### What you have to do
Reproduce all of the entries below exactly, without a single change.

### Excerpted records
*** Begin section ***

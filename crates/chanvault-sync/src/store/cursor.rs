//! Per-channel resumption watermarks.

use std::collections::HashMap;
use std::sync::Arc;

use parking_lot::Mutex;

use chanvault_core::{ChannelId, MessageId, Result};

use super::{CURSOR_STATE, StateBackend};

/// Persists the id of the last fully processed message per channel.
///
/// The watermark is monotonically non-decreasing for the lifetime of the
/// store: [`CursorStore::advance`] refuses to move backwards, so an
/// interleaved backfill write can never clobber a newer live-path write.
/// Entries are never deleted — a channel that falls out of scope keeps its
/// cursor so backfill can resume if it is re-whitelisted.
///
/// Wire format: newline-delimited `channelID=lastMessageID` records, fully
/// rewritten on every accepted advance.
pub struct CursorStore {
    backend: Arc<dyn StateBackend>,
    cursors: Mutex<HashMap<ChannelId, MessageId>>,
}

impl CursorStore {
    /// Load cursors from the backend. Unparsable lines are logged and
    /// skipped.
    pub fn load(backend: Arc<dyn StateBackend>) -> Result<Self> {
        let mut cursors = HashMap::new();

        if let Some(contents) = backend.load(CURSOR_STATE)? {
            for line in contents.lines() {
                let line = line.trim();
                if line.is_empty() {
                    continue;
                }
                match parse_line(line) {
                    Some((channel, message)) => {
                        cursors.insert(channel, message);
                    }
                    None => {
                        tracing::warn!("Skipping unparsable cursor line: {:?}", line);
                    }
                }
            }
            tracing::debug!("Loaded {} channel read positions", cursors.len());
        }

        Ok(Self {
            backend,
            cursors: Mutex::new(cursors),
        })
    }

    /// Watermark for a channel, or [`MessageId::ZERO`] if never backfilled.
    pub fn get(&self, channel: ChannelId) -> MessageId {
        self.cursors
            .lock()
            .get(&channel)
            .copied()
            .unwrap_or(MessageId::ZERO)
    }

    /// Advance the watermark for a channel and persist the full map.
    ///
    /// Returns `true` if the watermark moved. An `id` at or behind the
    /// current watermark is a no-op (and does not rewrite the file), which
    /// keeps the cursor non-decreasing under concurrent backfill/live
    /// writers.
    pub fn advance(&self, channel: ChannelId, id: MessageId) -> Result<bool> {
        let mut cursors = self.cursors.lock();
        let current = cursors.get(&channel).copied().unwrap_or(MessageId::ZERO);
        if id <= current {
            return Ok(false);
        }
        cursors.insert(channel, id);
        self.backend.save(CURSOR_STATE, &serialize(&cursors))?;
        Ok(true)
    }

    /// Number of channels with a recorded watermark.
    pub fn len(&self) -> usize {
        self.cursors.lock().len()
    }

    /// Whether any watermark has been recorded.
    pub fn is_empty(&self) -> bool {
        self.cursors.lock().is_empty()
    }
}

fn parse_line(line: &str) -> Option<(ChannelId, MessageId)> {
    let (channel, message) = line.split_once('=')?;
    Some((channel.parse().ok()?, message.parse().ok()?))
}

fn serialize(cursors: &HashMap<ChannelId, MessageId>) -> String {
    // Sorted for deterministic files (and friendlier diffs when debugging).
    let mut entries: Vec<_> = cursors.iter().collect();
    entries.sort_by_key(|(channel, _)| **channel);

    let mut out = String::new();
    for (channel, message) in entries {
        out.push_str(&format!("{channel}={message}\n"));
    }
    out
}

*** End section ***

### Response to this exercise
filename crates/chanvault-sync/src/store/cursor.rs
//! Per-channel resumption watermarks.

use std::collections::HashMap;
use std::sync::Arc;

use parking_lot::Mutex;

use chanvault_core::{ChannelId, MessageId, Result};

use super::{CURSOR_STATE, StateBackend};

/// Persists the id of the last fully processed message per channel.
///
/// The watermark is monotonically non-decreasing for the lifetime of the
/// store: [`CursorStore::advance`] refuses to move backwards, so an
/// interleaved backfill write can never clobber a newer live-path write.
/// Entries are never deleted — a channel that falls out of scope keeps its
/// cursor so backfill can resume if it is re-whitelisted.
///
/// Wire format: newline-delimited `channelID=lastMessageID` records, fully
/// rewritten on every accepted advance.
pub struct CursorStore {
    backend: Arc<dyn StateBackend>,
    cursors: Mutex<HashMap<ChannelId, MessageId>>,
}

impl CursorStore {
    /// Load cursors from the backend. Unparsable lines are logged and
    /// skipped.
    pub fn load(backend: Arc<dyn StateBackend>) -> Result<Self> {
        let mut cursors = HashMap::new();

        if let Some(contents) = backend.load(CURSOR_STATE)? {
            for line in contents.lines() {
                let line = line.trim();
                if line.is_empty() {
                    continue;
                }
                match parse_line(line) {
                    Some((channel, message)) => {
                        cursors.insert(channel, message);
                    }
                    None => {
                        tracing::warn!("Skipping unparsable cursor line: {:?}", line);
                    }
                }
            }
            tracing::debug!("Loaded {} channel read positions", cursors.len());
        }

        Ok(Self {
            backend,
            cursors: Mutex::new(cursors),
        })
    }

    /// Watermark for a channel, or [`MessageId::ZERO`] if never backfilled.
    pub fn get(&self, channel: ChannelId) -> MessageId {
        self.cursors
            .lock()
            .get(&channel)
            .copied()
            .unwrap_or(MessageId::ZERO)
    }

    /// Advance the watermark for a channel and persist the full map.
    ///
    /// Returns `true` if the watermark moved. An `id` at or behind the
    /// current watermark is a no-op (and does not rewrite the file), which
    /// keeps the cursor non-decreasing under concurrent backfill/live
    /// writers.
    pub fn advance(&self, channel: ChannelId, id: MessageId) -> Result<bool> {
        let mut cursors = self.cursors.lock();
        let current = cursors.get(&channel).copied().unwrap_or(MessageId::ZERO);
        if id <= current {
            return Ok(false);
        }
        cursors.insert(channel, id);
        self.backend.save(CURSOR_STATE, &serialize(&cursors))?;
        Ok(true)
    }

    /// Number of channels with a recorded watermark.
    pub fn len(&self) -> usize {
        self.cursors.lock().len()
    }

    /// Whether any watermark has been recorded.
    pub fn is_empty(&self) -> bool {
        self.cursors.lock().is_empty()
    }
}

fn parse_line(line: &str) -> Option<(ChannelId, MessageId)> {
    let (channel, message) = line.split_once('=')?;
    Some((channel.parse().ok()?, message.parse().ok()?))
}

fn serialize(cursors: &HashMap<ChannelId, MessageId>) -> String {
    // Sorted for deterministic files (and friendlier diffs when debugging).
    let mut entries: Vec<_> = cursors.iter().collect();
    entries.sort_by_key(|(channel, _)| **channel);

    let mut out = String::new();
    for (channel, message) in entries {
        out.push_str(&format!("{channel}={message}\n"));
    }
    out
}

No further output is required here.